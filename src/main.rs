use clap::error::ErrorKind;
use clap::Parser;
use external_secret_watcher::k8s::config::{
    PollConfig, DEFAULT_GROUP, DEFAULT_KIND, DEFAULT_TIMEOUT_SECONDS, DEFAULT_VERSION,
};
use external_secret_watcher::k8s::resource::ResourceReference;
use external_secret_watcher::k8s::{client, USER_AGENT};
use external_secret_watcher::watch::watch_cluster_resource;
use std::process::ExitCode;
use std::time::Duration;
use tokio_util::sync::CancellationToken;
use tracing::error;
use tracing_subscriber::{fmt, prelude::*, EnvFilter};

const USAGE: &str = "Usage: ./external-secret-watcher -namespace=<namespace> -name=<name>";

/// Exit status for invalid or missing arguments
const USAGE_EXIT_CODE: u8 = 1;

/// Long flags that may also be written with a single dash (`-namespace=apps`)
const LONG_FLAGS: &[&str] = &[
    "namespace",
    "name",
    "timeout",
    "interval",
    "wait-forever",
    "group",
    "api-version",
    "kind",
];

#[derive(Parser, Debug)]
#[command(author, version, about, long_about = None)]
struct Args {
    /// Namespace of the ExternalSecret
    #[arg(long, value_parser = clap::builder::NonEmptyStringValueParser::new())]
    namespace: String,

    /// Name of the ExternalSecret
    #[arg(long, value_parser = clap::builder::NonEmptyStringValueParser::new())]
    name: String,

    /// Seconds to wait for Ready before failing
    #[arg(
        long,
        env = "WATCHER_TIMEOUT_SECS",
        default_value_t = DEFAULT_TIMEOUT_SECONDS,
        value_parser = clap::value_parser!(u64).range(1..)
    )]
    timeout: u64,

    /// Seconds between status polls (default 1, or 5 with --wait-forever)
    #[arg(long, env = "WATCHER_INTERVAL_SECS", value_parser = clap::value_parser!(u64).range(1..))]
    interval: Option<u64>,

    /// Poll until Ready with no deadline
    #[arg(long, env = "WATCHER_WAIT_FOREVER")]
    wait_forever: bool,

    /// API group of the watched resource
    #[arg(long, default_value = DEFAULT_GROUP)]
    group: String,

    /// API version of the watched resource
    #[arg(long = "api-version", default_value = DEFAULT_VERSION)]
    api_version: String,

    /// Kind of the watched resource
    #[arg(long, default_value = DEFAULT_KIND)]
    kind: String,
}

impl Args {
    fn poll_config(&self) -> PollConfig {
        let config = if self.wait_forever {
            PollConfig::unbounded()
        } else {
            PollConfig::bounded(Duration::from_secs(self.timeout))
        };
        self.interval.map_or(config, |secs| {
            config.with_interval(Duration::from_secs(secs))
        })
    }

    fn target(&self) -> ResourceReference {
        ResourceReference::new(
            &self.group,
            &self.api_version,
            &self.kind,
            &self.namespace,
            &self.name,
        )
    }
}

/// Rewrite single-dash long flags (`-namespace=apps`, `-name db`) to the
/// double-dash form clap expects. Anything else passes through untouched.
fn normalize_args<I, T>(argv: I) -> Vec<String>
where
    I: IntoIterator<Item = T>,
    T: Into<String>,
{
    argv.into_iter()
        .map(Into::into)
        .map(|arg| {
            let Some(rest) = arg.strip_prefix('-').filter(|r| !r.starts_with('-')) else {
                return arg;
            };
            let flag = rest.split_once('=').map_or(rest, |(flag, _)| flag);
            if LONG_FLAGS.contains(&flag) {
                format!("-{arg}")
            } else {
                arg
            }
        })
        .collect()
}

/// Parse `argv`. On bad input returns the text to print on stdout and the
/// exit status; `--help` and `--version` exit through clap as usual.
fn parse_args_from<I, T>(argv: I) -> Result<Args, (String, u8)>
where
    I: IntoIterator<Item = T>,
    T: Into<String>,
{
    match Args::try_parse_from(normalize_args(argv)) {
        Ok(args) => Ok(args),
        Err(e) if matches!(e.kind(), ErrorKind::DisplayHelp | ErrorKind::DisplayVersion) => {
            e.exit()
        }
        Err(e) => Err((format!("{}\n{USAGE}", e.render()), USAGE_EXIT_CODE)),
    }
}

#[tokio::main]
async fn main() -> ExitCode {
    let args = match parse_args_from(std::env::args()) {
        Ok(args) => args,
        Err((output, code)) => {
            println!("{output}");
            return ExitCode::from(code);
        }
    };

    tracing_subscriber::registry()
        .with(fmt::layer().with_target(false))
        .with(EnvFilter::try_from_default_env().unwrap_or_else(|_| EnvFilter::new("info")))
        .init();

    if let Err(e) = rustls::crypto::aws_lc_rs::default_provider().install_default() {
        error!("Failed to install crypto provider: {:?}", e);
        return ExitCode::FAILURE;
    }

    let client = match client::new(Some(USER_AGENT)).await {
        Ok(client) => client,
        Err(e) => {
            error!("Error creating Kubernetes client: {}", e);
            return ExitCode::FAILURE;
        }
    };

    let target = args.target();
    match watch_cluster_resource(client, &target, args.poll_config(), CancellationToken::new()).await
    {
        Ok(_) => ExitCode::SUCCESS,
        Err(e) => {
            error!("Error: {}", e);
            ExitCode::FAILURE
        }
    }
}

------------------------------

■ **What you need to do**: Write the whole listing out again exactly.

■ **Answer to the problem**:
filename src/main.rs
use clap::error::ErrorKind;
use clap::Parser;
use external_secret_watcher::k8s::config::{
    PollConfig, DEFAULT_GROUP, DEFAULT_KIND, DEFAULT_TIMEOUT_SECONDS, DEFAULT_VERSION,
};
use external_secret_watcher::k8s::resource::ResourceReference;
use external_secret_watcher::k8s::{client, USER_AGENT};
use external_secret_watcher::watch::watch_cluster_resource;
use std::process::ExitCode;
use std::time::Duration;
use tokio_util::sync::CancellationToken;
use tracing::error;
use tracing_subscriber::{fmt, prelude::*, EnvFilter};

const USAGE: &str = "Usage: ./external-secret-watcher -namespace=<namespace> -name=<name>";

/// Exit status for invalid or missing arguments
const USAGE_EXIT_CODE: u8 = 1;

/// Long flags that may also be written with a single dash (`-namespace=apps`)
const LONG_FLAGS: &[&str] = &[
    "namespace",
    "name",
    "timeout",
    "interval",
    "wait-forever",
    "group",
    "api-version",
    "kind",
];

#[derive(Parser, Debug)]
#[command(author, version, about, long_about = None)]
struct Args {
    /// Namespace of the ExternalSecret
    #[arg(long, value_parser = clap::builder::NonEmptyStringValueParser::new())]
    namespace: String,

    /// Name of the ExternalSecret
    #[arg(long, value_parser = clap::builder::NonEmptyStringValueParser::new())]
    name: String,

    /// Seconds to wait for Ready before failing
    #[arg(
        long,
        env = "WATCHER_TIMEOUT_SECS",
        default_value_t = DEFAULT_TIMEOUT_SECONDS,
        value_parser = clap::value_parser!(u64).range(1..)
    )]
    timeout: u64,

    /// Seconds between status polls (default 1, or 5 with --wait-forever)
    #[arg(long, env = "WATCHER_INTERVAL_SECS", value_parser = clap::value_parser!(u64).range(1..))]
    interval: Option<u64>,

    /// Poll until Ready with no deadline
    #[arg(long, env = "WATCHER_WAIT_FOREVER")]
    wait_forever: bool,

    /// API group of the watched resource
    #[arg(long, default_value = DEFAULT_GROUP)]
    group: String,

    /// API version of the watched resource
    #[arg(long = "api-version", default_value = DEFAULT_VERSION)]
    api_version: String,

    /// Kind of the watched resource
    #[arg(long, default_value = DEFAULT_KIND)]
    kind: String,
}

impl Args {
    fn poll_config(&self) -> PollConfig {
        let config = if self.wait_forever {
            PollConfig::unbounded()
        } else {
            PollConfig::bounded(Duration::from_secs(self.timeout))
        };
        self.interval.map_or(config, |secs| {
            config.with_interval(Duration::from_secs(secs))
        })
    }

    fn target(&self) -> ResourceReference {
        ResourceReference::new(
            &self.group,
            &self.api_version,
            &self.kind,
            &self.namespace,
            &self.name,
        )
    }
}

/// Rewrite single-dash long flags (`-namespace=apps`, `-name db`) to the
/// double-dash form clap expects. Anything else passes through untouched.
fn normalize_args<I, T>(argv: I) -> Vec<String>
where
    I: IntoIterator<Item = T>,
    T: Into<String>,
{
    argv.into_iter()
        .map(Into::into)
        .map(|arg| {
            let Some(rest) = arg.strip_prefix('-').filter(|r| !r.starts_with('-')) else {
                return arg;
            };
            let flag = rest.split_once('=').map_or(rest, |(flag, _)| flag);
            if LONG_FLAGS.contains(&flag) {
                format!("-{arg}")
            } else {
                arg
            }
        })
        .collect()
}

/// Parse `argv`. On bad input returns the text to print on stdout and the
/// exit status; `--help` and `--version` exit through clap as usual.
fn parse_args_from<I, T>(argv: I) -> Result<Args, (String, u8)>
where
    I: IntoIterator<Item = T>,
    T: Into<String>,
{
    match Args::try_parse_from(normalize_args(argv)) {
        Ok(args) => Ok(args),
        Err(e) if matches!(e.kind(), ErrorKind::DisplayHelp | ErrorKind::DisplayVersion) => {
            e.exit()
        }
        Err(e) => Err((format!("{}\n{USAGE}", e.render()), USAGE_EXIT_CODE)),
    }
}

#[tokio::main]
async fn main() -> ExitCode {
    let args = match parse_args_from(std::env::args()) {
        Ok(args) => args,
        Err((output, code)) => {
            println!("{output}");
            return ExitCode::from(code);
        }
    };

    tracing_subscriber::registry()
        .with(fmt::layer().with_target(false))
        .with(EnvFilter::try_from_default_env().unwrap_or_else(|_| EnvFilter::new("info")))
        .init();

    if let Err(e) = rustls::crypto::aws_lc_rs::default_provider().install_default() {
        error!("Failed to install crypto provider: {:?}", e);
        return ExitCode::FAILURE;
    }

    let client = match client::new(Some(USER_AGENT)).await {
        Ok(client) => client,
        Err(e) => {
            error!("Error creating Kubernetes client: {}", e);
            return ExitCode::FAILURE;
        }
    };

    let target = args.target();
    match watch_cluster_resource(client, &target, args.poll_config(), CancellationToken::new()).await
    {
        Ok(_) => ExitCode::SUCCESS,
        Err(e) => {
            error!("Error: {}", e);
            ExitCode::FAILURE
        }
    }
}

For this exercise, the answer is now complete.